EXERCISE AIM:
Filter the entries down to the lines holding "EnrichmentOutcome", then copy those lines.

[Saved entries]
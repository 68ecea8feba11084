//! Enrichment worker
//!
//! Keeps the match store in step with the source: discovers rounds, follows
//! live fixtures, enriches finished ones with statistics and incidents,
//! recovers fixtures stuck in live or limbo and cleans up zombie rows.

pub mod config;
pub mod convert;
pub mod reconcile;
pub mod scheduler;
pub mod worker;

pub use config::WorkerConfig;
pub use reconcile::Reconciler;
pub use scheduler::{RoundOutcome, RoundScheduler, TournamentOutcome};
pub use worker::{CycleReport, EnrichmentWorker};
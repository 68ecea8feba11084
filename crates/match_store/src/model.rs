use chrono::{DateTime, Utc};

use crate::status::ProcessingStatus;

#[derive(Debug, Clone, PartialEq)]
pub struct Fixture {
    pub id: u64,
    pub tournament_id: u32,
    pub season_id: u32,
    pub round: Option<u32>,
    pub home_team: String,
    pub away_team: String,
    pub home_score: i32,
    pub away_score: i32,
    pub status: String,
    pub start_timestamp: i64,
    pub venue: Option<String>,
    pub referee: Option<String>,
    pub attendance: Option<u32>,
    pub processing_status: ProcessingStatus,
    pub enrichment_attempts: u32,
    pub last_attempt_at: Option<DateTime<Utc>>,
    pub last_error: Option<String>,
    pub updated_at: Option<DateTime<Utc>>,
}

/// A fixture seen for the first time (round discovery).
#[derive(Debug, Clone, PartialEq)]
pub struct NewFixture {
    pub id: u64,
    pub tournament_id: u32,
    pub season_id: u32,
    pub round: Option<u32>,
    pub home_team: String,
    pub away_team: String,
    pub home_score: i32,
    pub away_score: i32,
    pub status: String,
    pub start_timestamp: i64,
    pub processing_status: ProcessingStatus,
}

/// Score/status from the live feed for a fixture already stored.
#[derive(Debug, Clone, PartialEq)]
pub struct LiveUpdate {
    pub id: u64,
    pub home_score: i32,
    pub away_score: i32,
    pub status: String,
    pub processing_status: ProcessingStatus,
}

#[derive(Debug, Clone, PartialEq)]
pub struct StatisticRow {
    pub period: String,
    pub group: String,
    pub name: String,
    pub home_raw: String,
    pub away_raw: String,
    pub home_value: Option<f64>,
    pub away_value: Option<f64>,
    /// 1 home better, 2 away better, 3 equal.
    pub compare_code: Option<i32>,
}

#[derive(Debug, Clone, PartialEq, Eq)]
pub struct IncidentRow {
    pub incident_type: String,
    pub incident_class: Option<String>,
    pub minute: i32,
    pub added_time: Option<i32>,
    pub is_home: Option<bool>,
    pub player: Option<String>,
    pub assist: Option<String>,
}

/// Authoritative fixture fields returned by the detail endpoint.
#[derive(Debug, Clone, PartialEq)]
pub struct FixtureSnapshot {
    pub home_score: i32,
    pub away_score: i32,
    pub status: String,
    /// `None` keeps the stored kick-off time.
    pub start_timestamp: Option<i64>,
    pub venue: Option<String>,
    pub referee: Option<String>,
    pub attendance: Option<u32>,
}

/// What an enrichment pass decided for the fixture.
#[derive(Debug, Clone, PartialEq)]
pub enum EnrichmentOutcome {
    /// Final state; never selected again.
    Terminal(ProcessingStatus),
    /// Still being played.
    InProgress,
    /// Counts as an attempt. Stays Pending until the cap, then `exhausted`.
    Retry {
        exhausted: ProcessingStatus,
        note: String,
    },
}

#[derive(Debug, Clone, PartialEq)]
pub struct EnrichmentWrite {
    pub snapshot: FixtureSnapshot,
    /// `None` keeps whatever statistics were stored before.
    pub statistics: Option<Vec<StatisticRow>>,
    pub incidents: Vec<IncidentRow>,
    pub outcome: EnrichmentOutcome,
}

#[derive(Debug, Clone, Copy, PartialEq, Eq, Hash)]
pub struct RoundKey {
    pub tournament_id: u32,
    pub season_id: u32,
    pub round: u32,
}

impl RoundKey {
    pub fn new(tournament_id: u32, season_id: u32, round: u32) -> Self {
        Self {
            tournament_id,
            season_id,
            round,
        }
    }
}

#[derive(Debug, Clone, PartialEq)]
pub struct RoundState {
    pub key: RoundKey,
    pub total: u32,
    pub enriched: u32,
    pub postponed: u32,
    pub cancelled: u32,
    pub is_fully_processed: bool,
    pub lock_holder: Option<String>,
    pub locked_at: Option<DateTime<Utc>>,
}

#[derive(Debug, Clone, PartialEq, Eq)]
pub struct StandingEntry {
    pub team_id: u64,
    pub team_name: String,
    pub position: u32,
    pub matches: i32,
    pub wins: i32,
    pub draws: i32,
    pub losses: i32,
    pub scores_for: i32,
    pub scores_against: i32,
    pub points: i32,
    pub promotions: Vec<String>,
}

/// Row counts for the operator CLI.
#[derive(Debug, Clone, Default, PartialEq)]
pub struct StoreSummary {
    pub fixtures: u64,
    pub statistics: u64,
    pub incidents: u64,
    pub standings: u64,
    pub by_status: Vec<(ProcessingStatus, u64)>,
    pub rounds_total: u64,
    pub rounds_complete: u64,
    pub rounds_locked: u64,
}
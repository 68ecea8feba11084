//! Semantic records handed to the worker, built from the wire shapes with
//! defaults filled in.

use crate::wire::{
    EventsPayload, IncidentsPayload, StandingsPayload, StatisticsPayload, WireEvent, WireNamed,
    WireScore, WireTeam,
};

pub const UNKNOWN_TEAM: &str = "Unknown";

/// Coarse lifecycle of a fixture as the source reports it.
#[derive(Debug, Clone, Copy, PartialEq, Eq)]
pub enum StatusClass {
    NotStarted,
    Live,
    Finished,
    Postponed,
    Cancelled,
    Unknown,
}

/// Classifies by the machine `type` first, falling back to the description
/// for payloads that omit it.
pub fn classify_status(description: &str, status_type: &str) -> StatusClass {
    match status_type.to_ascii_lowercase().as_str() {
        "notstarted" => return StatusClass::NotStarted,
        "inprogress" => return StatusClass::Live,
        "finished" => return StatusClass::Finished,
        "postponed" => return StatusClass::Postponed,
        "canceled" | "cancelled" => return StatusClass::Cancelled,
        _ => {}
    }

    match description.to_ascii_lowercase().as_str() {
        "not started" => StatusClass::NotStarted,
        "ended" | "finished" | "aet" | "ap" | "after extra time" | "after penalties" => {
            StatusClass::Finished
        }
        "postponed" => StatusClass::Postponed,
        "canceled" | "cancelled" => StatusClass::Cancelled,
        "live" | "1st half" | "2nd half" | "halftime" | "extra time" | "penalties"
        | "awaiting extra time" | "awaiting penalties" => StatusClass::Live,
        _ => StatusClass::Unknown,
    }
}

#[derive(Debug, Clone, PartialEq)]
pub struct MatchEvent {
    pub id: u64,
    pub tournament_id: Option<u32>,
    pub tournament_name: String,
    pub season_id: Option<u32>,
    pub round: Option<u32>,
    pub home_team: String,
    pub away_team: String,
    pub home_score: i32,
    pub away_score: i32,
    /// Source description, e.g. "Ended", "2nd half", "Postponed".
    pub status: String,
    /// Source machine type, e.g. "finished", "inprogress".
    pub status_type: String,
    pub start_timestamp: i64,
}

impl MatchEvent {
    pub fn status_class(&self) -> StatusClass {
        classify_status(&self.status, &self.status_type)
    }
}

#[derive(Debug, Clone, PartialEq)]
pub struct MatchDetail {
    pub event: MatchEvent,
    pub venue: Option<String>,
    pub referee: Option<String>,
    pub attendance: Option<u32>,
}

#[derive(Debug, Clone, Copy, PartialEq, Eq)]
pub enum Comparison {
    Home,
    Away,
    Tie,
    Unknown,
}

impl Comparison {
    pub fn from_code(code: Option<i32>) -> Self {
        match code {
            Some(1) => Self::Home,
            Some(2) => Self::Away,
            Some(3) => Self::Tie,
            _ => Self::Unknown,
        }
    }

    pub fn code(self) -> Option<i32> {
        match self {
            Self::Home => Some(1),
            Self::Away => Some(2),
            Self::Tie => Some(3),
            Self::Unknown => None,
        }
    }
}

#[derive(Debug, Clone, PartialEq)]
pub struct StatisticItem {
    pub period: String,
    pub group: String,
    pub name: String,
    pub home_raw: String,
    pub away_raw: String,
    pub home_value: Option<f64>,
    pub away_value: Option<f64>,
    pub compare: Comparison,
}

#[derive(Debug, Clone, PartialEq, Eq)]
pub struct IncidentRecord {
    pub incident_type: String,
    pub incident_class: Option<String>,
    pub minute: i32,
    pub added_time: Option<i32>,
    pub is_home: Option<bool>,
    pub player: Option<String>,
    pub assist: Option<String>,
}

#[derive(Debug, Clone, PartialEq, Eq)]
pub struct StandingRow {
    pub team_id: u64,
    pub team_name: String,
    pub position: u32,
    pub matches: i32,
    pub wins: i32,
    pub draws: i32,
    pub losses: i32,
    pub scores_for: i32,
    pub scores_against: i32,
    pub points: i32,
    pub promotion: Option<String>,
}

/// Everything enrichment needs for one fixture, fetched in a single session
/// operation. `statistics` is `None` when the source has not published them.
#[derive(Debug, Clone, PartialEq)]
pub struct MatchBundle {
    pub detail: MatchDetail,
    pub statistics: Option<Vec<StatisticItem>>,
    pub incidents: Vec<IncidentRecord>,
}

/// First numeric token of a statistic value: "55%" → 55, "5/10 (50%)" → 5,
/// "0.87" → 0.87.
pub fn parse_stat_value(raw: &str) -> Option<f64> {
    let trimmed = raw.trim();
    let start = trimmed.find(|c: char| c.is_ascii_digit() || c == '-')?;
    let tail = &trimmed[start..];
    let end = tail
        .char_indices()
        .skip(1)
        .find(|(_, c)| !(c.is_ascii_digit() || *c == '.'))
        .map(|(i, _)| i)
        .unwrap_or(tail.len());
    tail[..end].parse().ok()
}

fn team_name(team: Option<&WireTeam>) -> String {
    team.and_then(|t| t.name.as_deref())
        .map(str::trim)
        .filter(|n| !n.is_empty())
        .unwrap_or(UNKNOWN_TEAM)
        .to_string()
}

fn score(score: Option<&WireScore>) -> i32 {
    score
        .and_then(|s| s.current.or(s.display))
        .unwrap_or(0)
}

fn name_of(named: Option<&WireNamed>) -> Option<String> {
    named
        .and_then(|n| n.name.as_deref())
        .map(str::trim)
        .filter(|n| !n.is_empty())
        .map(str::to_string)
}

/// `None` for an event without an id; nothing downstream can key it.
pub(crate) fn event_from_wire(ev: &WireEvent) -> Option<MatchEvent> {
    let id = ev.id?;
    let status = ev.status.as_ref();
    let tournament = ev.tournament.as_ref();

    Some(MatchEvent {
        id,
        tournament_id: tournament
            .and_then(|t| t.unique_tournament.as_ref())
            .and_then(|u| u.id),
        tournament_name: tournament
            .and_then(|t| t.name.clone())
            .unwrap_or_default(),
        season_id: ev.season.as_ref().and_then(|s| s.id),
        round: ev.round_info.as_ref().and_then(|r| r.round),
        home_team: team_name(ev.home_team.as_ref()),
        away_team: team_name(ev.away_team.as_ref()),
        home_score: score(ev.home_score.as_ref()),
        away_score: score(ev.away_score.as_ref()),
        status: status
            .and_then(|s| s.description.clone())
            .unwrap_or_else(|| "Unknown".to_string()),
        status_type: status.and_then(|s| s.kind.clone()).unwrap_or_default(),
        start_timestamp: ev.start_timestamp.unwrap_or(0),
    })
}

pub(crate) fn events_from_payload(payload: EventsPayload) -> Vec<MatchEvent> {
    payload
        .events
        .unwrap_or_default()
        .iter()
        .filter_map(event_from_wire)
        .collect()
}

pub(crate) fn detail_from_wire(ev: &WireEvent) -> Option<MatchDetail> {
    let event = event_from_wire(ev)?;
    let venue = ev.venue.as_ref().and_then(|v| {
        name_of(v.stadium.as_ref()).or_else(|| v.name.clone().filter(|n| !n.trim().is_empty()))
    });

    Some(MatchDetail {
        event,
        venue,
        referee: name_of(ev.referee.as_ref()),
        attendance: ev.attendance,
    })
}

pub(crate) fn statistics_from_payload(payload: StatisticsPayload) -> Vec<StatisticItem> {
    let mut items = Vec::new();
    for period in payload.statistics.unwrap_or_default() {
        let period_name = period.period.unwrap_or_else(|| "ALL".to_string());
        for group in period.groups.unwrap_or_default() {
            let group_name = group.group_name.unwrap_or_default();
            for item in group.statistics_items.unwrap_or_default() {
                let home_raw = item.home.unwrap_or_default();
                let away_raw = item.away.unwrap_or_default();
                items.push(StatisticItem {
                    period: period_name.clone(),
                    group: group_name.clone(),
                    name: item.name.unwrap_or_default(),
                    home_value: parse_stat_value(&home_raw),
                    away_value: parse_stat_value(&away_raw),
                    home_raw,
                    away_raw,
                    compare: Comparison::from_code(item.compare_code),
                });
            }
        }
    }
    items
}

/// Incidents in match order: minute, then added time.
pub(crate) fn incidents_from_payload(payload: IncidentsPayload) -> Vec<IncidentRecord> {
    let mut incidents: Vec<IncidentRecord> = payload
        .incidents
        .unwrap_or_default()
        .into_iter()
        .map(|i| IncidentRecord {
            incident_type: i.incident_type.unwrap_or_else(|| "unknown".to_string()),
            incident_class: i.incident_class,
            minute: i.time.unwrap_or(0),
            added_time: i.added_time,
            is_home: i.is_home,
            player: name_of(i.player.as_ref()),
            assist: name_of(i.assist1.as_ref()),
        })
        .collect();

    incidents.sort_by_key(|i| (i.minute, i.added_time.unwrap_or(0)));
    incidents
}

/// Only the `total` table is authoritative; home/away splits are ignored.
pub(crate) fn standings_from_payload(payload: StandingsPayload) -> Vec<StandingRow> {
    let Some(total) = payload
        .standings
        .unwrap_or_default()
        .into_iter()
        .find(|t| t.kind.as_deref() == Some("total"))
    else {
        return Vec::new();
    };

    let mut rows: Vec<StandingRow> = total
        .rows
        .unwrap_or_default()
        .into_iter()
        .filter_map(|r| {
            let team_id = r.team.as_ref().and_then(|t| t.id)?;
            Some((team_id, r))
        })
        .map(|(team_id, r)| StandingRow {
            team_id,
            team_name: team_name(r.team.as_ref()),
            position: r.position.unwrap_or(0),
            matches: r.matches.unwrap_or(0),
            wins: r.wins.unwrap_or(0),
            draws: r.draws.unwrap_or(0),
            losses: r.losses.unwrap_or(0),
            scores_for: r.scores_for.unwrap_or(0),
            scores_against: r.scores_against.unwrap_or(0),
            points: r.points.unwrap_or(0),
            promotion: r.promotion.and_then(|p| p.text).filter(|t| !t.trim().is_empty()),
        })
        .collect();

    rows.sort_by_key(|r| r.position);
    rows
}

OUTPUT OF THE EXERCISE:
pub enum EnrichmentOutcome {
    pub outcome: EnrichmentOutcome,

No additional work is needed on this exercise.